Le Bénin, quartier latin de l’Afrique, a perdu depuis quelques décennies, les marques de compétence et d’excellence qui lui furent reconnues dans la sous-région, en Afrique et ailleurs dans le monde. Outre quelques exceptions près, les Béninois ne s’imposent plus de part leur compétence dans le monde. Une baisse drastique de niveau, qui trouve ses racines dans les systèmes éducatifs adoptés et la qualité des enseignants recrutés. Faute de formation adéquate, ces derniers n’ont pas réussi à inculquer le savoir aux jeunes générations, comme ce fut le cas dans un passé plus ou moins lointain. Il suffit d’un petit entretien ou de lire l’écrit d’un enseignant, pour se rendre compte de l’ampleur de la catastrophe. Là où la situation préoccupe le plus, c’est qu’il s’agit de la maternelle et du primaire. Le premier niveau du système éducatif où, les enfants sont censés avoir une base solide avant d’atteindre les cours secondaires et par la suite, le supérieur. Une situation qui inquiète et suscite plusieurs interrogations surtout quand on sait que l’avenir d’une nation dépend de l’éducation et de la formation de ses fils.
En vue de remédier à la situation et de prendre des dispositions pour redorer le blason de l’école béninoise, le gouvernement du président Patrice Talon a initié une évaluation en juin dernier. Cette évaluation vise à jauger le niveau d’études des enseignants de la maternelle et du primaire et à engager des actions pour les rendre plus professionnels. Une action salvatrice que les enseignants ont accueillie avec peur et réticence. Après les agitations de premières heures, ils se sont quand même rendus dans les centres de composition le 16 juin 2018, pour se faire évaluer.
Mais en raison de l’insuffisance des épreuves dans certains centres, de la mal compréhension dans la définition du groupe cible, de certains cas de maladie, des doublons sur les listes d’émargement et du retard dans la confection des codes anonymats, le gouvernement a décidé de la reprise de l’évaluation afin de garantir à tous, des critères équitables de composition ce samedi 28 juillet 2018. Un principe adopté par le pouvoir en place dans l’organisation des concours et divers examens.
Cette décision de reprise de l’évaluation n’a pas été du goût des enseignants qui, comme annoncé par certains de leurs syndicats, ont opté pour le boycott. Se pose alors une question : Pourquoi les enseignants ont boycotté l’évaluation ?
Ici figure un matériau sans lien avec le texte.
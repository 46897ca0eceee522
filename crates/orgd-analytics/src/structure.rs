//! Hierarchy shape: roots, levels, depth and width
//!
//! Reporting lines whose endpoints are missing from the chart are ignored.
//! Traversal visits each node once, so cycles terminate.

use orgd_model::NodeId;
use orgd_store::OrgChart;
use serde::Serialize;
use std::collections::{BTreeMap, BTreeSet, VecDeque};

/// Reporting lines between existing nodes, deduplicated, in connection order
pub(crate) fn reporting_lines(chart: &OrgChart) -> Vec<(&NodeId, &NodeId)> {
    let known: BTreeSet<&NodeId> = chart.nodes.iter().map(|n| &n.id).collect();
    let mut seen = BTreeSet::new();
    chart
        .connections
        .iter()
        .filter(|c| c.source != c.target)
        .filter(|c| known.contains(&c.source) && known.contains(&c.target))
        .map(|c| (&c.source, &c.target))
        .filter(|line| seen.insert(*line))
        .collect()
}

/// Shape of a chart's hierarchy
#[derive(Debug, Clone, Default, PartialEq, Eq, Serialize)]
#[serde(rename_all = "camelCase")]
pub struct Structure {
    /// Nodes with no incoming line, in node order
    pub roots: Vec<NodeId>,
    /// Nodes per level, level 0 being the roots
    pub levels: Vec<Vec<NodeId>>,
    /// Number of levels
    pub depth: usize,
    /// Largest level
    pub width: usize,
    /// Nodes reachable from no root (only possible inside a cycle)
    pub unreachable: Vec<NodeId>,
}

impl Structure {
    /// Level of a node, if reachable
    #[must_use]
    pub fn level_of(&self, node: &NodeId) -> Option<usize> {
        self.levels.iter().position(|level| level.contains(node))
    }
}

/// Compute the hierarchy shape
#[must_use]
pub fn structure(chart: &OrgChart) -> Structure {
    let lines = reporting_lines(chart);

    let mut children: BTreeMap<&NodeId, Vec<&NodeId>> = BTreeMap::new();
    let mut has_parent: BTreeSet<&NodeId> = BTreeSet::new();
    for (source, target) in &lines {
        children.entry(*source).or_default().push(*target);
        has_parent.insert(*target);
    }

    let roots: Vec<&NodeId> = chart
        .nodes
        .iter()
        .map(|n| &n.id)
        .filter(|id| !has_parent.contains(id))
        .collect();

    let mut visited: BTreeSet<&NodeId> = roots.iter().copied().collect();
    let mut queue: VecDeque<(&NodeId, usize)> = roots.iter().map(|r| (*r, 0)).collect();
    let mut levels: Vec<Vec<NodeId>> = Vec::new();

    while let Some((node, level)) = queue.pop_front() {
        if levels.len() <= level {
            levels.push(Vec::new());
        }
        levels[level].push(node.clone());

        for child in children.get(node).into_iter().flatten() {
            if visited.insert(*child) {
                queue.push_back((*child, level + 1));
            }
        }
    }

    let unreachable = chart
        .nodes
        .iter()
        .filter(|n| !visited.contains(&n.id))
        .map(|n| n.id.clone())
        .collect();

    Structure {
        roots: roots.into_iter().cloned().collect(),
        depth: levels.len(),
        width: levels.iter().map(Vec::len).max().unwrap_or(0),
        levels,
        unreachable,
    }
}

#[cfg(test)]
mod tests {
    use super::*;
    use orgd_test_utils::{connection, node, plant_connections, plant_nodes};
    use pretty_assertions::assert_eq;

    fn ids(list: &[&str]) -> Vec<NodeId> {
        list.iter().map(|s| NodeId::from(*s)).collect()
    }

    #[test]
    fn plant_hierarchy() {
        let chart = OrgChart::new()
            .with_nodes(plant_nodes())
            .with_connections(plant_connections());
        let shape = structure(&chart);

        assert_eq!(shape.roots, ids(&["n-plant", "n-spare"]));
        assert_eq!(shape.depth, 3);
        assert_eq!(shape.width, 3);
        assert_eq!(shape.levels[1], ids(&["n-quality", "n-maint", "n-ops"]));
        assert_eq!(shape.level_of(&NodeId::from("n-floor")), Some(2));
        assert!(shape.unreachable.is_empty());
    }

    #[test]
    fn cycle_terminates() {
        let chart = OrgChart::new()
            .with_nodes(vec![node("a", "A", &[], &[]), node("b", "B", &[], &[]), node("c", "C", &[], &[])])
            .with_connections(vec![connection("a", "b"), connection("b", "c"), connection("c", "b")]);
        let shape = structure(&chart);

        assert_eq!(shape.roots, ids(&["a"]));
        assert_eq!(shape.depth, 3);
        assert!(shape.unreachable.is_empty());
    }

    #[test]
    fn pure_cycle_is_unreachable() {
        let chart = OrgChart::new()
            .with_nodes(vec![node("a", "A", &[], &[]), node("b", "B", &[], &[])])
            .with_connections(vec![connection("a", "b"), connection("b", "a")]);
        let shape = structure(&chart);

        assert!(shape.roots.is_empty());
        assert_eq!(shape.depth, 0);
        assert_eq!(shape.unreachable, ids(&["a", "b"]));
    }

    #[test]
    fn dangling_and_duplicate_lines_ignored() {
        let chart = OrgChart::new()
            .with_nodes(vec![node("a", "A", &[], &[]), node("b", "B", &[], &[])])
            .with_connections(vec![
                connection("a", "b"),
                connection("a", "b"),
                connection("ghost", "a"),
            ]);

        assert_eq!(reporting_lines(&chart).len(), 1);
        assert_eq!(structure(&chart).roots, ids(&["a"]));
    }
}
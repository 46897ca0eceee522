//! Store actions and the reducer applying them to one chart
//!
//! Every arm validates before it mutates, so a rejected action leaves the
//! chart untouched.

use crate::chart::OrgChart;
use crate::error::{EntityKind, StoreError};
use orgd_model::{
    Competency, CompetencyId, CompetencyRequirement, Connection, Node, NodeId, Person, PersonId,
    Phase, Position, Role, RoleId, Transition, TransitionId, TransitionStatus,
};

/// A change to the store
#[derive(Debug, Clone, PartialEq)]
pub enum Action {
    /// Add a role to the catalogue
    AddRole(Role),
    /// Replace a role with the same id
    UpdateRole(Role),
    /// Remove a role and its competency requirements
    RemoveRole(RoleId),

    /// Add a person
    AddPerson(Person),
    /// Replace a person with the same id
    UpdatePerson(Person),
    /// Remove a person and their competency levels
    RemovePerson(PersonId),

    /// Add a node
    AddNode(Node),
    /// Remove a node
    RemoveNode(NodeId),
    /// Change a node's title
    RenameNode {
        /// Node
        node: NodeId,
        /// New title
        title: String,
    },
    /// Move a node on the canvas
    MoveNode {
        /// Node
        node: NodeId,
        /// X coordinate
        x: f64,
        /// Y coordinate
        y: f64,
    },

    /// Add a reporting line; existing lines are left as they are
    Connect {
        /// Manager node
        source: NodeId,
        /// Report node
        target: NodeId,
    },
    /// Remove a reporting line if present
    Disconnect {
        /// Manager node
        source: NodeId,
        /// Report node
        target: NodeId,
    },

    /// Place a role on a node
    AssignRole {
        /// Node
        node: NodeId,
        /// Role
        role: RoleId,
    },
    /// Take a role off a node
    UnassignRole {
        /// Node
        node: NodeId,
        /// Role
        role: RoleId,
    },
    /// Place a person on a node
    AssignPerson {
        /// Node
        node: NodeId,
        /// Person
        person: PersonId,
    },
    /// Take a person off a node
    UnassignPerson {
        /// Node
        node: NodeId,
        /// Person
        person: PersonId,
    },
    /// Drag a role from one node to another
    MoveRole {
        /// Role
        role: RoleId,
        /// Node it currently sits on
        from: NodeId,
        /// Destination node
        to: NodeId,
    },
    /// Drag a person from one node to another
    MovePerson {
        /// Person
        person: PersonId,
        /// Node they currently sit on
        from: NodeId,
        /// Destination node
        to: NodeId,
    },
    /// Reorder a node's role list
    ReorderRoles {
        /// Node
        node: NodeId,
        /// Index of the role to move
        from_index: usize,
        /// Index it ends up at
        to_index: usize,
    },
    /// Reorder a node's personnel list
    ReorderPersonnel {
        /// Node
        node: NodeId,
        /// Index of the person to move
        from_index: usize,
        /// Index they end up at
        to_index: usize,
    },

    /// Add a competency to the catalogue
    AddCompetency(Competency),
    /// Set or replace a role's requirement for one competency
    SetRequirement {
        /// Role
        role: RoleId,
        /// Requirement
        requirement: CompetencyRequirement,
    },
    /// Drop a role's requirement for one competency
    RemoveRequirement {
        /// Role
        role: RoleId,
        /// Competency
        competency: CompetencyId,
    },
    /// Record a person's level in a competency (0 clears it)
    SetPersonLevel {
        /// Person
        person: PersonId,
        /// Competency
        competency: CompetencyId,
        /// Level, 0..=5
        level: u8,
    },

    /// Record a planned move
    PlanTransition(Transition),
    /// Advance a planned move
    SetTransitionStatus {
        /// Transition
        id: TransitionId,
        /// New status
        status: TransitionStatus,
    },

    /// Replace one phase's chart with a copy of another's, same factory
    ClonePhase {
        /// Source phase
        from: Phase,
        /// Target phase
        to: Phase,
    },
}
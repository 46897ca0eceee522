//! JSON snapshot of every chart in the store
//!
//! ```json
//! {
//!   "version": "1.0",
//!   "exportedAt": "2024-05-01T09:30:00Z",
//!   "roles":       { "plant-a": { "current": [..], "future": [..] } },
//!   "personnel":   { .. },
//!   "nodes":       { .. },
//!   "connections": { .. }
//! }
//! ```
//!
//! `competencies`, `roleCompetencies`, `personCompetencies` and `transitions`
//! follow the same factory → phase nesting and may be absent.

use crate::chart::{ChartKey, OrgChart};
use crate::error::SnapshotError;
use chrono::{DateTime, Utc};
use orgd_model::{
    Competency, CompetencyLevels, CompetencyRequirement, Connection, FactoryId, Node, Person,
    PersonId, Phase, Role, RoleId, Transition,
};
use serde::{Deserialize, Serialize};
use std::collections::BTreeMap;

/// Version tag written on export
pub const SNAPSHOT_VERSION: &str = "1.0";

/// Top-level keys an import refuses to do without
pub const REQUIRED_KEYS: [&str; 5] = ["version", "roles", "personnel", "nodes", "connections"];

/// `factory → phase → value`
pub type PerChart<T> = BTreeMap<FactoryId, BTreeMap<Phase, T>>;

/// Serialized form of the store's charts
#[derive(Debug, Clone, PartialEq, Serialize, Deserialize)]
#[serde(rename_all = "camelCase")]
pub struct Snapshot {
    /// Format version
    pub version: String,
    /// Export time
    #[serde(default, skip_serializing_if = "Option::is_none")]
    pub exported_at: Option<DateTime<Utc>>,
    /// Role catalogues
    pub roles: PerChart<Vec<Role>>,
    /// Personnel
    pub personnel: PerChart<Vec<Person>>,
    /// Nodes
    pub nodes: PerChart<Vec<Node>>,
    /// Reporting lines
    pub connections: PerChart<Vec<Connection>>,
    /// Competency catalogues
    #[serde(default)]
    pub competencies: PerChart<Vec<Competency>>,
    /// Requirements per role
    #[serde(default)]
    pub role_competencies: PerChart<BTreeMap<RoleId, Vec<CompetencyRequirement>>>,
    /// Levels per person
    #[serde(default)]
    pub person_competencies: PerChart<BTreeMap<PersonId, CompetencyLevels>>,
    /// Planned moves
    #[serde(default)]
    pub transitions: PerChart<Vec<Transition>>,
}

fn put<T>(map: &mut PerChart<T>, key: &ChartKey, value: T) {
    map.entry(key.factory.clone())
        .or_default()
        .insert(key.phase, value);
}

fn take<T>(map: PerChart<T>, charts: &mut BTreeMap<ChartKey, OrgChart>, set: impl Fn(&mut OrgChart, T)) {
    for (factory, phases) in map {
        for (phase, value) in phases {
            let chart = charts
                .entry(ChartKey {
                    factory: factory.clone(),
                    phase,
                })
                .or_default();
            set(chart, value);
        }
    }
}

impl Snapshot {
    /// Capture charts, stamped with the current time
    pub fn capture<'a, I>(charts: I) -> Self
    where
        I: IntoIterator<Item = (&'a ChartKey, &'a OrgChart)>,
    {
        let mut snapshot = Self {
            version: SNAPSHOT_VERSION.to_string(),
            exported_at: Some(Utc::now()),
            roles: BTreeMap::new(),
            personnel: BTreeMap::new(),
            nodes: BTreeMap::new(),
            connections: BTreeMap::new(),
            competencies: BTreeMap::new(),
            role_competencies: BTreeMap::new(),
            person_competencies: BTreeMap::new(),
            transitions: BTreeMap::new(),
        };

        for (key, chart) in charts {
            put(&mut snapshot.roles, key, chart.roles.clone());
            put(&mut snapshot.personnel, key, chart.personnel.clone());
            put(&mut snapshot.nodes, key, chart.nodes.clone());
            put(&mut snapshot.connections, key, chart.connections.clone());
            put(&mut snapshot.competencies, key, chart.competencies.clone());
            put(&mut snapshot.role_competencies, key, chart.role_requirements.clone());
            put(&mut snapshot.person_competencies, key, chart.person_levels.clone());
            put(&mut snapshot.transitions, key, chart.transitions.clone());
        }
        snapshot
    }

    /// Parse snapshot text
    ///
    /// Checks the required top-level keys first, so a missing key is reported
    /// by name rather than as a decode failure.
    pub fn parse(text: &str) -> Result<Self, SnapshotError> {
        let value: serde_json::Value = serde_json::from_str(text).map_err(SnapshotError::Parse)?;
        let object = value.as_object().ok_or(SnapshotError::NotAnObject)?;

        if let Some(missing) = REQUIRED_KEYS.iter().copied().find(|k| !object.contains_key(*k)) {
            return Err(SnapshotError::MissingKey(missing));
        }

        serde_json::from_value(value).map_err(SnapshotError::Decode)
    }

    /// Pretty-printed JSON
    pub fn to_json(&self) -> Result<String, SnapshotError> {
        serde_json::to_string_pretty(self).map_err(SnapshotError::Encode)
    }

    /// Whether the version tag is the one this build writes
    #[inline]
    #[must_use]
    pub fn is_current_version(&self) -> bool {
        self.version == SNAPSHOT_VERSION
    }

    /// Factories mentioned anywhere in the snapshot
    #[must_use]
    pub fn factories(&self) -> Vec<FactoryId> {
        let mut factories: Vec<FactoryId> = self
            .roles
            .keys()
            .chain(self.personnel.keys())
            .chain(self.nodes.keys())
            .chain(self.connections.keys())
            .chain(self.competencies.keys())
            .chain(self.role_competencies.keys())
            .chain(self.person_competencies.keys())
            .chain(self.transitions.keys())
            .cloned()
            .collect();
        factories.sort();
        factories.dedup();
        factories
    }

    /// Split into one chart per (factory, phase)
    #[must_use]
    pub fn into_charts(self) -> BTreeMap<ChartKey, OrgChart> {
        let mut charts = BTreeMap::new();
        take(self.roles, &mut charts, |c, v| c.roles = v);
        take(self.personnel, &mut charts, |c, v| c.personnel = v);
        take(self.nodes, &mut charts, |c, v| c.nodes = v);
        take(self.connections, &mut charts, |c, v| c.connections = v);
        take(self.competencies, &mut charts, |c, v| c.competencies = v);
        take(self.role_competencies, &mut charts, |c, v| c.role_requirements = v);
        take(self.person_competencies, &mut charts, |c, v| c.person_levels = v);
        take(self.transitions, &mut charts, |c, v| c.transitions = v);
        charts
    }
}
Un regard rétrospectif permet de se rendre compte, il y a quelques années, d’un manque criard d’enseignants pour encadrer les enfants. Ce déficit de maîtres a provoqué dans plusieurs écoles publiques du pays, la pratique de jumelage de classes. Un enseignant pouvait avoir l’encadrement soit, du CI et du CP, du CE1 et du CE2 ou du CM1 et du CM2. Dans certains établissements, des écoliers passaient toute une année à ne rien faire, faute d’enseignant. D’où le recrutement des contractuels locaux, titulaires pour la plupart du Brevet d’études du premier cycle (Bepc) et n’ayant aucune formation professionnelle. Le chômage allant grandissant, beaucoup de jeunes en quête d’emploi ont envahi le secteur de l’éducation afin de se garantir un revenu.
Les recrutements opérés dans le temps ont été faits par des directeurs d’écoles. Ceux-ci, selon les besoins, faisait appel à des jeunes du milieu pour pallier au déficit. Des enquêtes de terrain ont révélé que certains n’ont même pas le Bepc.
Appelés à constituer les dossiers pour être reversés, ils ont fait usage de faux diplômes. Des faits qui, révélés au grand jour, vont leur coûter chers au regard de la lutte engagée par le régime de la Rupture contre les détenteurs de faux diplômes dans l’administration publique.
Face à ce tableau très peu reluisant de l’école béninoise, et la volonté du gouvernement à évaluer les enseignants en vue de les rendre plus professionnels et le boycott qu’opposent ces derniers aux évaluations, se pose une question fondamentale. « De quoi les enseignants ont-ils peur ? ».